Carey Roberts
NYT decrees, women 'better managers' than men
By Carey Roberts
August 3, 2009

In a reprise of Sonia Sotomayor's "wise Latina" comments, the New York Times has settled the age-old debate about who makes better office managers. "No Doubts: Women are Better Managers" announces the July 26 headline.

To resolve the galloping debate, the NYT editors summoned Carol Smith, senior vice president for the Elle Group. In case you haven't made the acquaintance, the Elle Group woos new members with the breathless claim it will "enrich your life, pamper your body, nurture your spirit, accelerate your business, and celebrate your soul." Sorry, no men allowed.

Ms. Smith is possessed of an uncanny, indeed unfathomable acumen such that she is able to dispense with the usual accoutrements of objective inquiry, so no need to do an employee survey or commission a national poll. It's what they call a woman's intuition.

Here's Ms. Smith at her most lucid: "In my experience, female bosses tend to be better managers, better advisers, mentors, rational thinkers." Why? Because "Men love to hear themselves talk."

(In my time hanging around the office water cooler, female workers do far more conversing than men. But who am I to doubt Ms. Smith's firm grasp on reality?)

Oh, and women are terrific list-makers. "They will do their to-do list. They will prioritize their to-do list. They will get through their to-do list," Smith compulsively writes.

That's right guys, forget that aspiration of getting an MBA, all you need to do is pull out pencil and paper and start making lists!

"Hands down women are better. There's no contest," Smith zestfully concludes. And lest she come across as a smug know-it-all, "I want less of that self-righteousness," she avers.

I hate to differ with the erudite pronouncements of Ms. Smith, but my experience has been of a different ilk. I well recall a female co-worker who whispered to me in the hallway, "I can't stand working for women!" Her female supervisor micromanaged and publicly berated her for every shortcoming, imagined and real, to the point she had to go to the union with a harassment complaint.

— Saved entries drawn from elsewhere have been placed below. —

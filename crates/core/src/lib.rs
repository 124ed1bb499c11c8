// Phoenix event layer
//
// Event-sourced communication between the Phoenix apps and their agents.
//
// Key design decisions:
// - The event store is the single source of truth; agents rebuild derived
//   state by replaying streams (EventStore trait, Postgres or in-memory)
// - Publisher assigns event ids, the store assigns per-stream versions
// - Consumers deduplicate by per-stream checkpoint and are restartable
// - AI providers and validators sit behind explicit traits
//   (ContentGenerator, RequestValidator) routed by a static capability table

pub mod consumer;
pub mod error;
pub mod events;
pub mod memory;
pub mod provider;
pub mod publisher;
pub mod retry;
pub mod router;
pub mod security;
pub mod store;
pub mod telemetry;

pub use consumer::{
    ApplyOutcome, Checkpoints, ConsumerConfig, ConsumerError, ConsumerStats, EventConsumer,
    EventHandler, StreamFilter,
};
pub use error::{HandlerError, Result, ServiceError, StoreError};
pub use events::{payload, Event, NewEvent, Payload};
pub use memory::{EchoGenerator, InMemoryEventStore};
pub use provider::{
    ContentGenerator, GenerationRequest, GenerationResponse, RequestValidator, TokenUsage,
    ValidationOutcome, ValidationRequest,
};
pub use publisher::EventPublisher;
pub use retry::RetryPolicy;
pub use router::{
    Agent, AgentReply, Capability, CapabilityInfo, GenerationAgent, Orchestrator, RoutedRequest,
    RoutedResponse, ValidationAgent,
};
pub use security::{ComplianceStatus, Finding, FindingCategory, ThreatLevel};
pub use store::EventStore;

My personal you-won't-believe-this story involved an office where women outnumbered men three to one. My supervisor, a female, had hand-picked all the women. On good-hair days, she would refer to her staff as "my dysfunctional family." On bad days, staff would hole up in their offices, waiting for the storm to blow over. She was eventually forced into retirement by senior management. And yes, she was good at making lists.

What do polls of female employees show?

Three years ago the publishing company Vault did a Gender Issues in the Workplace Survey. The results shocked many: Only 9% of women said they preferred to work for a woman, while three times that number, 28%, preferred a male boss. The majority of respondents had no preference. One woman explained, "Men are generally more decisive, quicker, and focused in their decisions. Women approach work with more emotion than men."

A similar survey by Harper's Bazaar queried 500 English professional women working in finance, media, and healthcare. A majority — 60% — of these high-status women stated their preference for male bosses. Seven out of 10 admitted they would be delighted to see a female colleague fail, and 86% said they would flirt with a male co-worker if it would boost their job prospects.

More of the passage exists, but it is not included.